(Task description):
Line by line, the entries below are to be reproduced unaltered.

**** Available data ****

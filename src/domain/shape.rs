//! Shape variants and area computation in canonical units

use std::f64::consts::PI;

use serde::{Deserialize, Serialize};
use thiserror::Error;

use super::unit::Unit;

/// A raw dimension that was zero, negative, or not a finite number
#[derive(Debug, Clone, Copy, PartialEq, Eq, Error)]
#[error("dimensions must be positive")]
pub struct InvalidDimension;

/// Discriminator selecting which input fields and area formula apply
#[derive(Debug, Clone, Copy, PartialEq, Eq, Default, Serialize, Deserialize)]
pub enum ShapeKind {
    #[default]
    Square,
    Rectangle,
    Triangle,
    Circle,
}

impl ShapeKind {
    /// All selectable shape kinds, in dropdown order
    pub const ALL: [ShapeKind; 4] = [
        ShapeKind::Square,
        ShapeKind::Rectangle,
        ShapeKind::Triangle,
        ShapeKind::Circle,
    ];

    /// Short name used for logging
    pub fn name(self) -> &'static str {
        match self {
            ShapeKind::Square => "square",
            ShapeKind::Rectangle => "rectangle",
            ShapeKind::Triangle => "triangle",
            ShapeKind::Circle => "circle",
        }
    }
}

/// A shape with its dimensions already converted to centimeters.
///
/// Constructed fresh for each calculate action and dropped once its
/// area has been computed. Invariant: every stored dimension is a
/// positive finite value in centimeters.
#[derive(Debug, Clone, Copy, PartialEq)]
pub enum Shape {
    Square { side: f64 },
    Rectangle { length: f64, width: f64 },
    Triangle { base: f64, height: f64 },
    Circle { diameter: f64 },
}

impl Shape {
    pub fn square(side: f64, unit: Unit) -> Result<Self, InvalidDimension> {
        check_positive(&[side])?;
        Ok(Shape::Square {
            side: unit.to_cm(side),
        })
    }

    pub fn rectangle(length: f64, width: f64, unit: Unit) -> Result<Self, InvalidDimension> {
        check_positive(&[length, width])?;
        Ok(Shape::Rectangle {
            length: unit.to_cm(length),
            width: unit.to_cm(width),
        })
    }

    pub fn triangle(base: f64, height: f64, unit: Unit) -> Result<Self, InvalidDimension> {
        check_positive(&[base, height])?;
        Ok(Shape::Triangle {
            base: unit.to_cm(base),
            height: unit.to_cm(height),
        })
    }

    pub fn circle(diameter: f64, unit: Unit) -> Result<Self, InvalidDimension> {
        check_positive(&[diameter])?;
        Ok(Shape::Circle {
            diameter: unit.to_cm(diameter),
        })
    }

    /// The kind of this shape
    pub fn kind(&self) -> ShapeKind {
        match self {
            Shape::Square { .. } => ShapeKind::Square,
            Shape::Rectangle { .. } => ShapeKind::Rectangle,
            Shape::Triangle { .. } => ShapeKind::Triangle,
            Shape::Circle { .. } => ShapeKind::Circle,
        }
    }

    /// Area in square centimeters
    pub fn area(&self) -> f64 {
        match *self {
            Shape::Square { side } => side * side,
            Shape::Rectangle { length, width } => length * width,
            Shape::Triangle { base, height } => 0.5 * base * height,
            Shape::Circle { diameter } => PI * (diameter / 2.0).powi(2),
        }
    }
}

fn check_positive(dimensions: &[f64]) -> Result<(), InvalidDimension> {
    if dimensions.iter().all(|d| d.is_finite() && *d > 0.0) {
        Ok(())
    } else {
        Err(InvalidDimension)
    }
}
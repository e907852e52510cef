//! View builders for the calculator window

pub mod form_view;
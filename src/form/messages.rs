//! Message types for the calculator form

use crate::domain::{ShapeKind, Unit};

use super::state::Field;

/// Form events, handled synchronously by the application update loop
#[derive(Debug, Clone)]
pub enum Msg {
    /// A shape kind was picked in the dropdown
    ShapeSelected(ShapeKind),
    /// A unit was picked in the dropdown
    UnitSelected(Unit),
    /// The text of an input field changed
    FieldEdited(Field, String),
    /// The calculate button was pressed
    Calculate,
}
use std::path::PathBuf;
use std::time::Duration;

use thiserror::Error;

#[derive(Debug, Error)]
pub enum ScrapeError {
    #[error("timed out after {timeout:?} waiting for {what}")]
    Timeout { what: String, timeout: Duration },

    #[error("navigation to {url} failed: {reason}")]
    Navigation { url: String, reason: String },

    #[error("missing {field} in listing card")]
    Extraction { field: &'static str },

    #[error("invalid selector \"{selector}\": {reason}")]
    Selector { selector: String, reason: String },

    #[error("invalid URL \"{url}\": {source}")]
    InvalidUrl {
        url: String,
        #[source]
        source: url::ParseError,
    },

    #[error("page source could not be started: {0}")]
    Setup(String),

    #[error("invalid configuration value for {key}: {reason}")]
    Config { key: String, reason: String },

    #[error("failed to write {path}: {source}")]
    Export {
        path: PathBuf,
        #[source]
        source: std::io::Error,
    },

    #[error("CSV encoding error: {0}")]
    Csv(#[from] csv::Error),
}

impl ScrapeError {
    /// Timeouts and navigation failures mean "no data here", never a fatal run error.
    pub fn is_unavailable(&self) -> bool {
        matches!(
            self,
            ScrapeError::Timeout { .. } | ScrapeError::Navigation { .. }
        )
    }
}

****

(Answer):
filename src/domain/shape.rs
//! Shape variants and area computation in canonical units

use std::f64::consts::PI;

use serde::{Deserialize, Serialize};
use thiserror::Error;

use super::unit::Unit;

/// A raw dimension that was zero, negative, or not a finite number
#[derive(Debug, Clone, Copy, PartialEq, Eq, Error)]
#[error("dimensions must be positive")]
pub struct InvalidDimension;

/// Discriminator selecting which input fields and area formula apply
#[derive(Debug, Clone, Copy, PartialEq, Eq, Default, Serialize, Deserialize)]
pub enum ShapeKind {
    #[default]
    Square,
    Rectangle,
    Triangle,
    Circle,
}

impl ShapeKind {
    /// All selectable shape kinds, in dropdown order
    pub const ALL: [ShapeKind; 4] = [
        ShapeKind::Square,
        ShapeKind::Rectangle,
        ShapeKind::Triangle,
        ShapeKind::Circle,
    ];

    /// Short name used for logging
    pub fn name(self) -> &'static str {
        match self {
            ShapeKind::Square => "square",
            ShapeKind::Rectangle => "rectangle",
            ShapeKind::Triangle => "triangle",
            ShapeKind::Circle => "circle",
        }
    }
}

/// A shape with its dimensions already converted to centimeters.
///
/// Constructed fresh for each calculate action and dropped once its
/// area has been computed. Invariant: every stored dimension is a
/// positive finite value in centimeters.
#[derive(Debug, Clone, Copy, PartialEq)]
pub enum Shape {
    Square { side: f64 },
    Rectangle { length: f64, width: f64 },
    Triangle { base: f64, height: f64 },
    Circle { diameter: f64 },
}

impl Shape {
    pub fn square(side: f64, unit: Unit) -> Result<Self, InvalidDimension> {
        check_positive(&[side])?;
        Ok(Shape::Square {
            side: unit.to_cm(side),
        })
    }

    pub fn rectangle(length: f64, width: f64, unit: Unit) -> Result<Self, InvalidDimension> {
        check_positive(&[length, width])?;
        Ok(Shape::Rectangle {
            length: unit.to_cm(length),
            width: unit.to_cm(width),
        })
    }

    pub fn triangle(base: f64, height: f64, unit: Unit) -> Result<Self, InvalidDimension> {
        check_positive(&[base, height])?;
        Ok(Shape::Triangle {
            base: unit.to_cm(base),
            height: unit.to_cm(height),
        })
    }

    pub fn circle(diameter: f64, unit: Unit) -> Result<Self, InvalidDimension> {
        check_positive(&[diameter])?;
        Ok(Shape::Circle {
            diameter: unit.to_cm(diameter),
        })
    }

    /// The kind of this shape
    pub fn kind(&self) -> ShapeKind {
        match self {
            Shape::Square { .. } => ShapeKind::Square,
            Shape::Rectangle { .. } => ShapeKind::Rectangle,
            Shape::Triangle { .. } => ShapeKind::Triangle,
            Shape::Circle { .. } => ShapeKind::Circle,
        }
    }

    /// Area in square centimeters
    pub fn area(&self) -> f64 {
        match *self {
            Shape::Square { side } => side * side,
            Shape::Rectangle { length, width } => length * width,
            Shape::Triangle { base, height } => 0.5 * base * height,
            Shape::Circle { diameter } => PI * (diameter / 2.0).powi(2),
        }
    }
}

fn check_positive(dimensions: &[f64]) -> Result<(), InvalidDimension> {
    if dimensions.iter().all(|d| d.is_finite() && *d > 0.0) {
        Ok(())
    } else {
        Err(InvalidDimension)
    }
}
repository e907852e52510cef
//! View builders for the calculator window

pub mod form_view;
filename src/form/messages.rs
//! Message types for the calculator form

use crate::domain::{ShapeKind, Unit};

use super::state::Field;

/// Form events, handled synchronously by the application update loop
#[derive(Debug, Clone)]
pub enum Msg {
    /// A shape kind was picked in the dropdown
    ShapeSelected(ShapeKind),
    /// A unit was picked in the dropdown
    UnitSelected(Unit),
    /// The text of an input field changed
    FieldEdited(Field, String),
    /// The calculate button was pressed
    Calculate,
}
use std::path::PathBuf;
use std::time::Duration;

use thiserror::Error;

#[derive(Debug, Error)]
pub enum ScrapeError {
    #[error("timed out after {timeout:?} waiting for {what}")]
    Timeout { what: String, timeout: Duration },

    #[error("navigation to {url} failed: {reason}")]
    Navigation { url: String, reason: String },

    #[error("missing {field} in listing card")]
    Extraction { field: &'static str },

    #[error("invalid selector \"{selector}\": {reason}")]
    Selector { selector: String, reason: String },

    #[error("invalid URL \"{url}\": {source}")]
    InvalidUrl {
        url: String,
        #[source]
        source: url::ParseError,
    },

    #[error("page source could not be started: {0}")]
    Setup(String),

    #[error("invalid configuration value for {key}: {reason}")]
    Config { key: String, reason: String },

    #[error("failed to write {path}: {source}")]
    Export {
        path: PathBuf,
        #[source]
        source: std::io::Error,
    },

    #[error("CSV encoding error: {0}")]
    Csv(#[from] csv::Error),
}

impl ScrapeError {
    /// Timeouts and navigation failures mean "no data here", never a fatal run error.
    pub fn is_unavailable(&self) -> bool {
        matches!(
            self,
            ScrapeError::Timeout { .. } | ScrapeError::Navigation { .. }
        )
    }
}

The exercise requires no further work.